Open Education Global is excited to extend a warm welcome to Karen Cangialosi as the new Director of Membership. On her staff biography, you can read all about her many career accomplishments, especially in leading open education initiatives.
As a way to introduce her to those of you who do not know her, we thought we would put her under the OEG spotlight.
What role has the Open movement played in your personal journey?
There is no short answer to this question for me. Discovering the world of open completely transformed my thinking as a teacher and as a scholar; it really had a deep impact on every aspect of my professional life as a professor. I wrote about my ‘origin story’ in a blog post on my website called ‘Into the Open’ in 2016. I attended my first Open Education conference in 2015 in Vancouver and then came to see open for its revolutionary potential to transform higher education. Open prompted me to make major shifts in my teaching practices (after 20+ yrs of teaching) and to move into faculty development leadership at Keene State College. Spurred by my writing and connections in Open, I began to be invited to present keynotes and workshops around the US and Canada about Open Education, particularly about Open Pedagogy.
As a STEM professor immersed in the open movement, I was inspired to write an article called But you can’t do that in a STEM course!– which was published in Hybrid Pedagogy and led to my eventual recognition as a leader in STEM Ed transformation and Open Education more broadly. The connections between STEM and Open then brought me into contact with some amazing colleagues at Bates College, especially Dr. Carrie Diaz-Eaton, and we founded the RIOS institute (Institute for Racially Just, Inclusive, and Open STEM education). RIOS really pulls together the strands of Open Education, Open Science, STEM education, and Social Justice work- all of which are very near and dear to my heart.
When the opportunity to become Program Director for RLOE arose, I took on that position thinking it would just be a 2 yr. leave of absence from Keene State, but I ended up jumping in fully and taking early retirement from Keene State to continue to focus my efforts on open education, professional development, social justice work, and institutional transformation. As with each of my decisions and steps towards more fully focusing on Open Education, working with my incredible RLOE colleagues has had a major impact on my life. I have learned so much from them and our experiences running RLOE together. And to now transition into a staff role at OE Global is an exciting progression of that trajectory that I have been following since discovering open!

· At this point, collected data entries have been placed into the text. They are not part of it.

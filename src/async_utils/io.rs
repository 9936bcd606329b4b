//! Output utilities.
//!
//! Reports go to a file or standard output, as JSONL by default or as CSV.
//! Both writers take a plain slice, because a search batch is capped at a few
//! hundred records and is fully materialized by the time we report on it.

use clap::ValueEnum;
use tokio::{
    fs::File,
    io::{AsyncWrite, AsyncWriteExt as _, BufWriter},
};

use crate::prelude::*;

/// Output formats for reports.
#[derive(Debug, Default, Clone, Copy, PartialEq, Eq, ValueEnum)]
pub enum OutputFormat {
    /// One JSON object per line.
    #[default]
    Jsonl,
    /// Comma-separated values with a header row.
    Csv,
}

/// Create an [`AsyncWrite`] for a file or stdout.
pub async fn create_writer(
    path: Option<&Path>,
) -> Result<Box<dyn AsyncWrite + Unpin + Send + Sync + 'static>> {
    match path {
        Some(path) => {
            let file = File::create(path)
                .await
                .with_context(|| format!("Failed to create file at path: {:?}", path))?;
            Ok(Box::new(file))
        }
        None => Ok(Box::new(tokio::io::stdout())),
    }
}

/// Write records to either standard output or a file, in the requested format.
pub async fn write_output<T>(
    path: Option<&Path>,
    format: OutputFormat,
    records: &[T],
) -> Result<()>
where
    T: Serialize,
{
    let writer = create_writer(path).await?;
    match format {
        OutputFormat::Jsonl => write_jsonl(writer, records).await,
        OutputFormat::Csv => write_csv(writer, records).await,
    }
}

/// Write records as JSONL.
async fn write_jsonl<W, T>(writer: W, records: &[T]) -> Result<()>
where
    W: AsyncWrite + Unpin,
    T: Serialize,
{
    let mut writer = BufWriter::new(writer);
    for record in records {
        let json =
            serde_json::to_string(record).context("Failed to serialize JSON record")?;
        writer
            .write_all(json.as_bytes())
            .await
            .context("Failed to write JSON to output")?;
        writer
            .write_all(b"\n")
            .await
            .context("Failed to write newline to output")?;
    }
    writer.flush().await.context("Failed to flush output")?;
    Ok(())
}

/// Write records as CSV. Fields must be scalars.
async fn write_csv<W, T>(writer: W, records: &[T]) -> Result<()>
where
    W: AsyncWrite + Unpin,
    T: Serialize,
{
    let mut serializer = csv_async::AsyncSerializer::from_writer(writer);
    for record in records {
        serializer
            .serialize(record)
            .await
            .context("Failed to write CSV record")?;
    }
    serializer.flush().await.context("Failed to flush CSV output")?;
    Ok(())
}

#[cfg(test)]
mod tests {
    use super::*;

    #[derive(Serialize)]
    struct Row {
        id: u32,
        text: Option<String>,
    }

    fn rows() -> Vec<Row> {
        vec![
            Row {
                id: 1,
                text: Some("hello, world".to_owned()),
            },
            Row { id: 2, text: None },
        ]
    }

    #[tokio::test]
    async fn test_write_jsonl() {
        let dir = tempfile::tempdir().unwrap();
        let path = dir.path().join("out.jsonl");
        write_output(Some(&path), OutputFormat::Jsonl, &rows())
            .await
            .unwrap();
        let written = std::fs::read_to_string(&path).unwrap();
        assert_eq!(
            written,
            "{\"id\":1,\"text\":\"hello, world\"}\n{\"id\":2,\"text\":null}\n"
        );
    }

    #[tokio::test]
    async fn test_write_csv() {
        let dir = tempfile::tempdir().unwrap();
        let path = dir.path().join("out.csv");
        write_output(Some(&path), OutputFormat::Csv, &rows())
            .await
            .unwrap();
        let written = std::fs::read_to_string(&path).unwrap();
        assert_eq!(written, "id,text\n1,\"hello, world\"\n2,\n");
    }
}
//! Request rate limits for the OCR service, written like "10/s" or "2000/m".

use std::{fmt, str::FromStr, time::Duration};

use leaky_bucket::RateLimiter;

use crate::prelude::*;

/// The period over which the rate limit is applied.
#[derive(Debug, Clone, Copy, PartialEq, Eq, Hash)]
pub enum RateLimitPeriod {
    Second,
    Minute,
    Hour,
}

impl RateLimitPeriod {
    /// How long is this period?
    pub fn to_duration(self) -> Duration {
        match self {
            RateLimitPeriod::Second => Duration::from_secs(1),
            RateLimitPeriod::Minute => Duration::from_secs(60),
            RateLimitPeriod::Hour => Duration::from_secs(60 * 60),
        }
    }
}

impl fmt::Display for RateLimitPeriod {
    fn fmt(&self, f: &mut fmt::Formatter<'_>) -> fmt::Result {
        match self {
            RateLimitPeriod::Second => write!(f, "s"),
            RateLimitPeriod::Minute => write!(f, "m"),
            RateLimitPeriod::Hour => write!(f, "h"),
        }
    }
}

impl FromStr for RateLimitPeriod {
    type Err = anyhow::Error;

    fn from_str(s: &str) -> Result<Self> {
        match s {
            "s" => Ok(RateLimitPeriod::Second),
            "m" => Ok(RateLimitPeriod::Minute),
            "h" => Ok(RateLimitPeriod::Hour),
            _ => Err(anyhow!("Unsupported rate limit period: {:?}", s)),
        }
    }
}

/// A cap on how many OCR requests we send per period. This is layered on top
/// of the fixed delay between requests, for shared services with a quota.
#[derive(Debug, Clone, PartialEq, Eq, Hash)]
pub struct RateLimit {
    pub max_requests: u32,
    pub per_period: RateLimitPeriod,
}

impl RateLimit {
    /// Create a [`RateLimiter`] for this rate limit.
    ///
    /// Tokens are handed out one at a time, spread evenly across the period,
    /// so a batch can't burn its whole quota in the first second.
    pub fn to_rate_limiter(&self) -> RateLimiter {
        let interval = self.per_period.to_duration() / self.max_requests.max(1);
        RateLimiter::builder()
            .initial(1)
            .refill(1)
            .max(1)
            .interval(interval.max(Duration::from_millis(1)))
            .build()
    }
}

impl fmt::Display for RateLimit {
    fn fmt(&self, f: &mut fmt::Formatter<'_>) -> fmt::Result {
        write!(f, "{}/{}", self.max_requests, self.per_period)
    }
}

impl FromStr for RateLimit {
    type Err = anyhow::Error;

    fn from_str(s: &str) -> Result<Self> {
        let parse = |s: &str| -> Result<_> {
            let (count, period) = s
                .split_once('/')
                .ok_or_else(|| anyhow!("Missing period"))?;
            let max_requests = count
                .trim()
                .parse::<u32>()
                .context("Request count must be a whole number below 2^32")?;
            if max_requests == 0 {
                return Err(anyhow!("Rate limit must allow at least one request"));
            }
            Ok(Self {
                max_requests,
                per_period: period.trim().parse::<RateLimitPeriod>()?,
            })
        };
        parse(s).with_context(|| format!("Failed to parse rate limit: {:?}", s))
    }
}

What does joining the OE Global team mean to you?
I am extraordinarily grateful for this opportunity to be part of a team that has made major contributions to Open Education across the world. Although I miss teaching, I am excited to be working with Open colleagues that have so much passion, creativity, and energy for doing the work of Open. I am especially grateful for the collaborative atmosphere of the team and the focus on continuing to improve experiences for our members.
What do you hope to achieve with this position?

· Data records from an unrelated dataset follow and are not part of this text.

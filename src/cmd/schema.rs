//! The `schema` subcommand.

use clap::{Args, ValueEnum};
use schemars::schema_for;
use tokio::io::AsyncWriteExt as _;

use crate::{
    async_utils::io::create_writer,
    background::BackgroundRequest,
    extract::{OcrRequest, OcrResponse},
    prelude::*,
    store::RecordReport,
};

/// The different schema types we support.
///
/// We parse these as PascalCase, because they represent type names.
#[derive(Debug, Clone, Copy, ValueEnum)]
#[clap(rename_all = "PascalCase")]
pub enum SchemaType {
    /// One line of a `search` report.
    RecordReport,
    /// A request sent to the OCR service.
    OcrRequest,
    /// A response expected from the OCR service.
    OcrResponse,
    /// A request sent to the background service.
    BackgroundRequest,
}

/// Schema command line arguments.
#[derive(Debug, Args)]
pub struct SchemaOpts {
    /// The schema type to generate.
    #[clap(value_enum, value_name = "TYPE")]
    pub schema_type: SchemaType,

    /// The output path to write the schema to.
    #[clap(short = 'o', long = "out")]
    pub output_path: Option<PathBuf>,
}

/// The `schema` subcommand.
#[instrument(level = "debug", skip_all)]
pub async fn cmd_schema(schema_opts: &SchemaOpts) -> Result<()> {
    let schema = match schema_opts.schema_type {
        SchemaType::RecordReport => schema_for!(RecordReport),
        SchemaType::OcrRequest => schema_for!(OcrRequest),
        SchemaType::OcrResponse => schema_for!(OcrResponse),
        SchemaType::BackgroundRequest => schema_for!(BackgroundRequest),
    };

    let mut wtr = create_writer(schema_opts.output_path.as_deref()).await?;
    let schema_str =
        serde_json::to_string_pretty(&schema).context("failed to serialize schema")?;
    wtr.write_all(schema_str.as_bytes())
        .await
        .context("failed to write schema")?;
    wtr.write_all(b"\n")
        .await
        .context("failed to write schema")?;
    wtr.flush().await.context("failed to flush schema")?;
    Ok(())
}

My greatest aspiration for this position is to find ways to more fully engage our members as participants in and drivers of our work in OE Global. I plan to learn more about the diversity of our existing membership in terms of geographic regions, organizational types, missions, positions, and lived experiences, and to ascertain (via direct conversations) what each individual and organization would like to obtain from being an OE Global member.
Together with the team, we are enhancing our approaches to communicating the value of Open more widely across the world and extending our invitation to new members that share our goals and may join us in the future.
I am thrilled with Dr. Andreia Inamorato’s vision of strengthening global outreach and developing networks across geographical borders. Building strong membership identity and connections is an important pathway toward this vision.